Say the data back exactly as it is written below.

§

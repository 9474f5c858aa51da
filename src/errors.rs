use axum::{
    http::StatusCode,
    response::{IntoResponse, Response},
    Json,
};
use serde::Serialize;
use thiserror::Error;

use crate::redmine_client::TrackerError;

#[derive(Debug, Error)]
pub enum AppError {
    #[error("validation failed: {message}")]
    Validation { message: String },
    #[error("{label}: {source}")]
    Upstream {
        label: &'static str,
        source: TrackerError,
    },
    #[error("internal error: {message}")]
    Internal { message: String },
}

/// Wire shape of every failed response: an error label plus the
/// underlying failure's message text.
#[derive(Debug, Serialize)]
pub struct ErrorResponse {
    pub error: String,
    pub message: String,
}

impl AppError {
    pub fn validation(message: impl Into<String>) -> Self {
        Self::Validation {
            message: message.into(),
        }
    }

    pub fn upstream(label: &'static str, source: TrackerError) -> Self {
        Self::Upstream { label, source }
    }

    pub fn internal(message: impl Into<String>) -> Self {
        Self::Internal {
            message: message.into(),
        }
    }
}

impl IntoResponse for AppError {
    fn into_response(self) -> Response {
        let (status, error, message) = match self {
            Self::Validation { message } => {
                (StatusCode::BAD_REQUEST, "invalid request".to_string(), message)
            }
            Self::Upstream { label, source } => {
                tracing::error!(error = %source, label, "upstream call failed");
                (
                    StatusCode::INTERNAL_SERVER_ERROR,
                    label.to_string(),
                    source.to_string(),
                )
            }
            Self::Internal { message } => {
                tracing::error!(error = %message, "request failed with internal error");
                (
                    StatusCode::INTERNAL_SERVER_ERROR,
                    "internal server error".to_string(),
                    message,
                )
            }
        };

        (status, Json(ErrorResponse { error, message })).into_response()
    }
}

§

§ **REPLY**
repository 9474f5c858aa51da
filename src/errors.rs
use axum::{
    http::StatusCode,
    response::{IntoResponse, Response},
    Json,
};
use serde::Serialize;
use thiserror::Error;

use crate::redmine_client::TrackerError;

#[derive(Debug, Error)]
pub enum AppError {
    #[error("validation failed: {message}")]
    Validation { message: String },
    #[error("{label}: {source}")]
    Upstream {
        label: &'static str,
        source: TrackerError,
    },
    #[error("internal error: {message}")]
    Internal { message: String },
}

/// Wire shape of every failed response: an error label plus the
/// underlying failure's message text.
#[derive(Debug, Serialize)]
pub struct ErrorResponse {
    pub error: String,
    pub message: String,
}

impl AppError {
    pub fn validation(message: impl Into<String>) -> Self {
        Self::Validation {
            message: message.into(),
        }
    }

    pub fn upstream(label: &'static str, source: TrackerError) -> Self {
        Self::Upstream { label, source }
    }

    pub fn internal(message: impl Into<String>) -> Self {
        Self::Internal {
            message: message.into(),
        }
    }
}

impl IntoResponse for AppError {
    fn into_response(self) -> Response {
        let (status, error, message) = match self {
            Self::Validation { message } => {
                (StatusCode::BAD_REQUEST, "invalid request".to_string(), message)
            }
            Self::Upstream { label, source } => {
                tracing::error!(error = %source, label, "upstream call failed");
                (
                    StatusCode::INTERNAL_SERVER_ERROR,
                    label.to_string(),
                    source.to_string(),
                )
            }
            Self::Internal { message } => {
                tracing::error!(error = %message, "request failed with internal error");
                (
                    StatusCode::INTERNAL_SERVER_ERROR,
                    "internal server error".to_string(),
                    message,
                )
            }
        };

        (status, Json(ErrorResponse { error, message })).into_response()
    }
}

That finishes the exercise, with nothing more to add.